In the digital era of the Industrial Internet of Things (IIoT), the conventional Critical Infrastructures (CIs) are transformed into smart environments with multiple benefits, such as pervasive control, self-monitoring and self-healing. However, this evolution is characterised by several cyberthreats due to the necessary presence of insecure technologies. DNP3 is an industrial communication protocol which is widely adopted in the CIs of the US. In particular, DNP3 allows the remote communication between Industrial Control Systems (ICS) and Supervisory Control and Data Acquisition (SCADA). It can support various topologies, such as Master-Slave, Multi-Drop, Hierarchical and Multiple-Server. Initially, the architectural model of DNP3 consists of three layers: (a) Application Layer, (b) Transport Layer and (c) Data Link Layer. However, DNP3 can be now incorporated into the Transmission Control Protocol/Internet Protocol (TCP/IP) stack as an application-layer protocol. However, similarly to other industrial protocols (e.g., Modbus and IEC 60870-5-104), DNP3 is characterised by severe security issues since it does not include any authentication or authorisation mechanisms. More information about the DNP3 security issue is provided in [1-3]. This dataset contains labelled Transmission Control Protocol (TCP) / Internet Protocol (IP) network flow statistics (Common-Separated Values - CSV format) and DNP3 flow statistics (CSV format) related to 9 DNP3 cyberattacks. These cyberattacks are focused on DNP3 unauthorised commands and Denial of Service (DoS). The network traffic data are provided through Packet Capture (PCAP) files. Consequently, this dataset can be used to implement Artificial Intelligence (AI)-powered Intrusion Detection and Prevention (IDPS) systems that rely on Machine Learning (ML) and Deep Learning (DL) techniques.

2.Instructions

This DNP3 Intrusion Detection Dataset was implemented following the methodological frameworks of A. Gharib et al. in [4] and S. Dadkhah et al in [5], including eleven features: (a) Complete Network Configuration, (b) Complete Traffic, (c) Labelled Dataset, (d) Complete Interaction, (e) Complete Capture, (f) Available Protocols, (g) Attack Diversity, (h) Heterogeneity, (i) Feature Set and (j) Metadata.

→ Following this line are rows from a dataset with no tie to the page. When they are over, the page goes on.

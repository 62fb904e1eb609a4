//! Class repository.

use sea_orm::{
    ActiveModelTrait, ColumnTrait, DatabaseConnection, DbErr, EntityTrait, IntoActiveModel,
    PaginatorTrait, QueryFilter, QueryOrder, Set,
};
use uuid::Uuid;

use super::common::now;
use crate::entities::{classes, sections, students};

/// Error types for class operations.
#[derive(Debug, thiserror::Error)]
pub enum ClassError {
    /// Class not found in this school.
    #[error("Class not found: {0}")]
    NotFound(Uuid),

    /// Section not found in this school.
    #[error("Section not found: {0}")]
    SectionNotFound(Uuid),

    /// Class still has enrolled students.
    #[error("Class {0} still has students")]
    HasStudents(Uuid),

    /// Database error.
    #[error("Database error: {0}")]
    Database(#[from] DbErr),
}

/// Input for creating or replacing a class.
#[derive(Debug, Clone)]
pub struct ClassInput {
    /// Owning section.
    pub section_id: Uuid,
    /// Class name.
    pub class_name: String,
    /// Description.
    pub description: Option<String>,
    /// Form teacher.
    pub form_teacher_id: Option<Uuid>,
    /// Maximum number of students.
    pub capacity: Option<i32>,
    /// Active flag.
    pub is_active: bool,
}

/// Class repository.
#[derive(Debug, Clone)]
pub struct ClassRepository {
    db: DatabaseConnection,
}

impl ClassRepository {
    /// Creates a new class repository.
    #[must_use]
    pub const fn new(db: DatabaseConnection) -> Self {
        Self { db }
    }

    /// Lists classes of a school, optionally of one section.
    pub async fn list(
        &self,
        school_id: Uuid,
        section_id: Option<Uuid>,
    ) -> Result<Vec<classes::Model>, DbErr> {
        let mut query = classes::Entity::find()
            .filter(classes::Column::SchoolId.eq(school_id))
            .order_by_asc(classes::Column::ClassName);
        if let Some(section_id) = section_id {
            query = query.filter(classes::Column::SectionId.eq(section_id));
        }
        query.all(&self.db).await
    }

    /// Finds a class of the given school.
    pub async fn find(&self, school_id: Uuid, id: Uuid) -> Result<Option<classes::Model>, DbErr> {
        classes::Entity::find_by_id(id)
            .filter(classes::Column::SchoolId.eq(school_id))
            .one(&self.db)
            .await
    }

    /// Number of students in a class.
    pub async fn student_count(&self, id: Uuid) -> Result<u64, DbErr> {
        students::Entity::find()
            .filter(students::Column::ClassId.eq(id))
            .count(&self.db)
            .await
    }

    /// Creates a class.
    pub async fn create(
        &self,
        school_id: Uuid,
        input: ClassInput,
    ) -> Result<classes::Model, ClassError> {
        self.require_section(school_id, input.section_id).await?;

        let timestamp = now();
        let class = classes::ActiveModel {
            id: Set(Uuid::now_v7()),
            school_id: Set(school_id),
            section_id: Set(input.section_id),
            class_name: Set(input.class_name),
            description: Set(input.description),
            form_teacher_id: Set(input.form_teacher_id),
            capacity: Set(input.capacity),
            is_active: Set(input.is_active),
            created_at: Set(timestamp),
            updated_at: Set(timestamp),
        }
        .insert(&self.db)
        .await?;

        tracing::info!(school_id = %school_id, class_id = %class.id, "Class created");
        Ok(class)
    }

    /// Replaces the editable fields of a class.
    pub async fn update(
        &self,
        school_id: Uuid,
        id: Uuid,
        input: ClassInput,
    ) -> Result<classes::Model, ClassError> {
        let class = self
            .find(school_id, id)
            .await?
            .ok_or(ClassError::NotFound(id))?;
        self.require_section(school_id, input.section_id).await?;

        let mut active = class.into_active_model();
        active.section_id = Set(input.section_id);
        active.class_name = Set(input.class_name);
        active.description = Set(input.description);
        active.form_teacher_id = Set(input.form_teacher_id);
        active.capacity = Set(input.capacity);
        active.is_active = Set(input.is_active);
        active.updated_at = Set(now());

        Ok(active.update(&self.db).await?)
    }

    /// Deletes an empty class.
    pub async fn delete(&self, school_id: Uuid, id: Uuid) -> Result<(), ClassError> {
        self.find(school_id, id)
            .await?
            .ok_or(ClassError::NotFound(id))?;
        if self.student_count(id).await? > 0 {
            return Err(ClassError::HasStudents(id));
        }

        classes::Entity::delete_by_id(id).exec(&self.db).await?;
        tracing::info!(school_id = %school_id, class_id = %id, "Class deleted");
        Ok(())
    }

    async fn require_section(&self, school_id: Uuid, section_id: Uuid) -> Result<(), ClassError> {
        sections::Entity::find_by_id(section_id)
            .filter(sections::Column::SchoolId.eq(school_id))
            .one(&self.db)
            .await?
            .map(|_| ())
            .ok_or(ClassError::SectionNotFound(section_id))
    }
}
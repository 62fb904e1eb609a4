//! Exam repository: exams, graded results and parent notifications.

use std::collections::HashMap;

use chrono::NaiveDate;
use rust_decimal::Decimal;
use scholaris_core::grading::{
    self, Grade, GradingError, RESULT_PUBLISHED_KIND, RESULT_PUBLISHED_TITLE,
};
use sea_orm::{
    ActiveModelTrait, ColumnTrait, DatabaseConnection, DbErr, EntityTrait, IntoActiveModel,
    PaginatorTrait, QueryFilter, QueryOrder, Set, TransactionTrait,
};
use scholaris_shared::types::PageRequest;
use serde_json::json;
use uuid::Uuid;

use super::common::{Page, fetch_page, now};
use super::notification::{self, NewNotification};
use crate::entities::{
    academic_sessions, classes, exam_results, exams, students, subjects, terms,
};

/// Error types for exam operations.
#[derive(Debug, thiserror::Error)]
pub enum ExamError {
    /// Exam not found in this school.
    #[error("Exam not found: {0}")]
    NotFound(Uuid),

    /// A referenced row is not part of this school.
    #[error("Invalid reference: {0}")]
    InvalidReference(String),

    /// Maximum score must be positive.
    #[error("max_score must be greater than zero")]
    InvalidMaxScore,

    /// Submitted score is out of range.
    #[error("Result for student {student_id}: {source}")]
    InvalidScore {
        /// Student whose score was rejected.
        student_id: Uuid,
        /// Range violation.
        source: GradingError,
    },

    /// Database error.
    #[error("Database error: {0}")]
    Database(#[from] DbErr),
}

/// Input for creating or replacing an exam.
#[derive(Debug, Clone)]
pub struct ExamInput {
    /// Class sitting the exam.
    pub class_id: Uuid,
    /// Subject.
    pub subject_id: Uuid,
    /// Academic session.
    pub session_id: Uuid,
    /// Term.
    pub term_id: Uuid,
    /// Title, e.g. "Mid-term Test".
    pub title: String,
    /// Highest attainable score.
    pub max_score: Decimal,
    /// Day of the exam.
    pub exam_date: Option<NaiveDate>,
}

/// Filter options for listing exams.
#[derive(Debug, Clone, Default)]
pub struct ExamFilter {
    /// Class.
    pub class_id: Option<Uuid>,
    /// Subject.
    pub subject_id: Option<Uuid>,
    /// Academic session.
    pub session_id: Option<Uuid>,
    /// Term.
    pub term_id: Option<Uuid>,
}

/// One submitted score.
#[derive(Debug, Clone)]
pub struct ResultInput {
    /// Student.
    pub student_id: Uuid,
    /// Score.
    pub score: Decimal,
    /// Teacher's remark.
    pub remark: Option<String>,
}

/// Exam repository.
#[derive(Debug, Clone)]
pub struct ExamRepository {
    db: DatabaseConnection,
}

impl ExamRepository {
    /// Creates a new exam repository.
    #[must_use]
    pub const fn new(db: DatabaseConnection) -> Self {
        Self { db }
    }

    /// Finds an exam of the given school.
    pub async fn find(&self, school_id: Uuid, id: Uuid) -> Result<Option<exams::Model>, DbErr> {
        exams::Entity::find_by_id(id)
            .filter(exams::Column::SchoolId.eq(school_id))
            .one(&self.db)
            .await
    }

    /// Lists exams, most recent first.
    pub async fn list(
        &self,
        school_id: Uuid,
        filter: &ExamFilter,
        page: &PageRequest,
    ) -> Result<Page<exams::Model>, DbErr> {
        let mut query = exams::Entity::find()
            .filter(exams::Column::SchoolId.eq(school_id))
            .order_by_desc(exams::Column::CreatedAt);
        if let Some(id) = filter.class_id {
            query = query.filter(exams::Column::ClassId.eq(id));
        }
        if let Some(id) = filter.subject_id {
            query = query.filter(exams::Column::SubjectId.eq(id));
        }
        if let Some(id) = filter.session_id {
            query = query.filter(exams::Column::SessionId.eq(id));
        }
        if let Some(id) = filter.term_id {
            query = query.filter(exams::Column::TermId.eq(id));
        }
        fetch_page(&self.db, query, page).await
    }

    /// Creates an exam.
    pub async fn create(
        &self,
        school_id: Uuid,
        created_by: Uuid,
        input: ExamInput,
    ) -> Result<exams::Model, ExamError> {
        self.check_references(school_id, &input).await?;

        let timestamp = now();
        let exam = exams::ActiveModel {
            id: Set(Uuid::now_v7()),
            school_id: Set(school_id),
            class_id: Set(input.class_id),
            subject_id: Set(input.subject_id),
            session_id: Set(input.session_id),
            term_id: Set(input.term_id),
            title: Set(input.title),
            max_score: Set(input.max_score),
            exam_date: Set(input.exam_date),
            created_by: Set(Some(created_by)),
            created_at: Set(timestamp),
            updated_at: Set(timestamp),
        }
        .insert(&self.db)
        .await?;

        tracing::info!(school_id = %school_id, exam_id = %exam.id, "Exam created");
        Ok(exam)
    }

    /// Replaces an exam.
    pub async fn update(
        &self,
        school_id: Uuid,
        id: Uuid,
        input: ExamInput,
    ) -> Result<exams::Model, ExamError> {
        let exam = self
            .find(school_id, id)
            .await?
            .ok_or(ExamError::NotFound(id))?;
        self.check_references(school_id, &input).await?;

        let mut active = exam.into_active_model();
        active.class_id = Set(input.class_id);
        active.subject_id = Set(input.subject_id);
        active.session_id = Set(input.session_id);
        active.term_id = Set(input.term_id);
        active.title = Set(input.title);
        active.max_score = Set(input.max_score);
        active.exam_date = Set(input.exam_date);
        active.updated_at = Set(now());

        Ok(active.update(&self.db).await?)
    }

    /// Deletes an exam and its results.
    pub async fn delete(&self, school_id: Uuid, id: Uuid) -> Result<(), ExamError> {
        self.find(school_id, id)
            .await?
            .ok_or(ExamError::NotFound(id))?;

        let txn = self.db.begin().await?;
        exam_results::Entity::delete_many()
            .filter(exam_results::Column::ExamId.eq(id))
            .exec(&txn)
            .await?;
        exams::Entity::delete_by_id(id).exec(&txn).await?;
        txn.commit().await?;

        tracing::info!(school_id = %school_id, exam_id = %id, "Exam deleted");
        Ok(())
    }

    /// Results of an exam.
    pub async fn results(&self, exam_id: Uuid) -> Result<Vec<exam_results::Model>, DbErr> {
        exam_results::Entity::find()
            .filter(exam_results::Column::ExamId.eq(exam_id))
            .order_by_desc(exam_results::Column::Score)
            .all(&self.db)
            .await
    }

    /// Grades and stores a batch of scores.
    ///
    /// Every row is upserted on (exam, student) inside one transaction; a
    /// single invalid row rejects the whole batch. A student listed twice
    /// keeps the last score. Once committed, parents
    /// of the graded students are notified. Notification failures are
    /// logged and do not affect the saved results.
    pub async fn save_results(
        &self,
        school_id: Uuid,
        exam_id: Uuid,
        graded_by: Uuid,
        batch: Vec<ResultInput>,
    ) -> Result<Vec<exam_results::Model>, ExamError> {
        let exam = self
            .find(school_id, exam_id)
            .await?
            .ok_or(ExamError::NotFound(exam_id))?;

        let batch = last_per_student(batch);
        for row in &batch {
            grading::validate_score(row.score, exam.max_score).map_err(|source| {
                ExamError::InvalidScore {
                    student_id: row.student_id,
                    source,
                }
            })?;
        }

        let student_ids: Vec<Uuid> = batch.iter().map(|r| r.student_id).collect();
        let roster: HashMap<Uuid, students::Model> = students::Entity::find()
            .filter(students::Column::SchoolId.eq(school_id))
            .filter(students::Column::Id.is_in(student_ids))
            .all(&self.db)
            .await?
            .into_iter()
            .map(|s| (s.id, s))
            .collect();
        if let Some(missing) = batch.iter().find(|r| !roster.contains_key(&r.student_id)) {
            return Err(ExamError::InvalidReference(format!(
                "student {}",
                missing.student_id
            )));
        }

        let txn = self.db.begin().await?;
        let mut saved = Vec::with_capacity(batch.len());
        for row in batch {
            let grade = Grade::from_score(row.score).to_string();
            let existing = exam_results::Entity::find()
                .filter(exam_results::Column::ExamId.eq(exam_id))
                .filter(exam_results::Column::StudentId.eq(row.student_id))
                .one(&txn)
                .await?;

            let timestamp = now();
            let result = match existing {
                Some(result) => {
                    let mut active = result.into_active_model();
                    active.score = Set(row.score);
                    active.grade = Set(grade);
                    active.remark = Set(row.remark);
                    active.graded_by = Set(Some(graded_by));
                    active.updated_at = Set(timestamp);
                    active.update(&txn).await?
                }
                None => {
                    exam_results::ActiveModel {
                        id: Set(Uuid::now_v7()),
                        exam_id: Set(exam_id),
                        student_id: Set(row.student_id),
                        score: Set(row.score),
                        grade: Set(grade),
                        remark: Set(row.remark),
                        graded_by: Set(Some(graded_by)),
                        created_at: Set(timestamp),
                        updated_at: Set(timestamp),
                    }
                    .insert(&txn)
                    .await?
                }
            };
            saved.push(result);
        }
        txn.commit().await?;

        tracing::info!(
            school_id = %school_id,
            exam_id = %exam_id,
            count = saved.len(),
            "Exam results saved"
        );

        self.notify_parents(&exam, &saved, &roster).await;
        Ok(saved)
    }

    async fn notify_parents(
        &self,
        exam: &exams::Model,
        saved: &[exam_results::Model],
        roster: &HashMap<Uuid, students::Model>,
    ) {
        let subject_name = match subjects::Entity::find_by_id(exam.subject_id).one(&self.db).await {
            Ok(subject) => subject.map_or_else(|| exam.title.clone(), |s| s.name),
            Err(e) => {
                tracing::warn!(exam_id = %exam.id, error = %e, "Failed to load subject for notifications");
                return;
            }
        };

        let batch: Vec<NewNotification> = saved
            .iter()
            .filter_map(|result| {
                let student = roster.get(&result.student_id)?;
                let parent_id = student.parent_id?;
                Some(NewNotification {
                    user_id: parent_id,
                    kind: RESULT_PUBLISHED_KIND.to_string(),
                    title: RESULT_PUBLISHED_TITLE.to_string(),
                    message: grading::result_published_message(&student.student_name, &subject_name),
                    data: Some(json!({
                        "exam_id": exam.id,
                        "student_id": student.id,
                    })),
                })
            })
            .collect();

        if let Err(e) = notification::insert_many(&self.db, batch).await {
            tracing::warn!(exam_id = %exam.id, error = %e, "Failed to notify parents of exam results");
        }
    }

    async fn check_references(&self, school_id: Uuid, input: &ExamInput) -> Result<(), ExamError> {
        if input.max_score <= Decimal::ZERO {
            return Err(ExamError::InvalidMaxScore);
        }

        let class = classes::Entity::find_by_id(input.class_id)
            .filter(classes::Column::SchoolId.eq(school_id))
            .count(&self.db)
            .await?;
        if class == 0 {
            return Err(ExamError::InvalidReference(format!("class {}", input.class_id)));
        }
        let subject = subjects::Entity::find_by_id(input.subject_id)
            .filter(subjects::Column::SchoolId.eq(school_id))
            .count(&self.db)
            .await?;
        if subject == 0 {
            return Err(ExamError::InvalidReference(format!("subject {}", input.subject_id)));
        }
        let session = academic_sessions::Entity::find_by_id(input.session_id)
            .filter(academic_sessions::Column::SchoolId.eq(school_id))
            .count(&self.db)
            .await?;
        if session == 0 {
            return Err(ExamError::InvalidReference(format!("session {}", input.session_id)));
        }
        let term = terms::Entity::find_by_id(input.term_id)
            .filter(terms::Column::SchoolId.eq(school_id))
            .count(&self.db)
            .await?;
        if term == 0 {
            return Err(ExamError::InvalidReference(format!("term {}", input.term_id)));
        }
        Ok(())
    }
}

/// Keeps the last row for each student, in the order of those last rows.
fn last_per_student(batch: Vec<ResultInput>) -> Vec<ResultInput> {
    let mut last: HashMap<Uuid, usize> = HashMap::with_capacity(batch.len());
    for (index, row) in batch.iter().enumerate() {
        last.insert(row.student_id, index);
    }
    batch
        .into_iter()
        .enumerate()
        .filter(|(index, row)| last.get(&row.student_id) == Some(index))
        .map(|(_, row)| row)
        .collect()
}

#[cfg(test)]
mod tests {
    use super::*;

    fn row(student_id: Uuid, score: i64) -> ResultInput {
        ResultInput {
            student_id,
            score: Decimal::from(score),
            remark: None,
        }
    }

    #[test]
    fn test_last_per_student_keeps_latest_score() {
        let (a, b) = (Uuid::now_v7(), Uuid::now_v7());
        let kept = last_per_student(vec![row(a, 40), row(b, 55), row(a, 72)]);

        let scores: Vec<(Uuid, Decimal)> = kept.iter().map(|r| (r.student_id, r.score)).collect();
        assert_eq!(scores, vec![(b, Decimal::from(55)), (a, Decimal::from(72))]);
    }
}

A network topology consisting of (a) eight industrial entities, (b) one Human Machine Interfaces (HMI) and (c) three cyberattackers was used to implement this DNP3 Intrusion Detection Dataset. In particular, the following cyberattacks were implemented.

• On Thursday, May 14, 2020, the DNP3 Disable Unsolicited Messages Attack was executed for 4 hours.
• On Friday, May 15, 2020, the DNP3 Cold Restart Message Attack was executed for 4 hours.
• On Friday, May 15, 2020, the DNP3 Warm Restart Message Attack was executed for 4 hours.
• On Saturday, May 16, 2020, the DNP3 Enumerate Attack was executed for 4 hours.
• On Saturday, May 16, 2020, the DNP3 Info Attack was executed for 4 hours.
• On Monday, May 18, 2020, the DNP3 Initialisation Attack was executed for 4 hours.
• On Monday, May 18, 2020, the Man In The Middle (MITM)-DoS Attack was executed for 4 hours.
• On Monday, May 18, 2020, the DNP3 Replay Attack was executed for 4 hours.
• On Tuesday, May 19, 2020, the DNP3 Stop Application Attack was executed for 4 hours.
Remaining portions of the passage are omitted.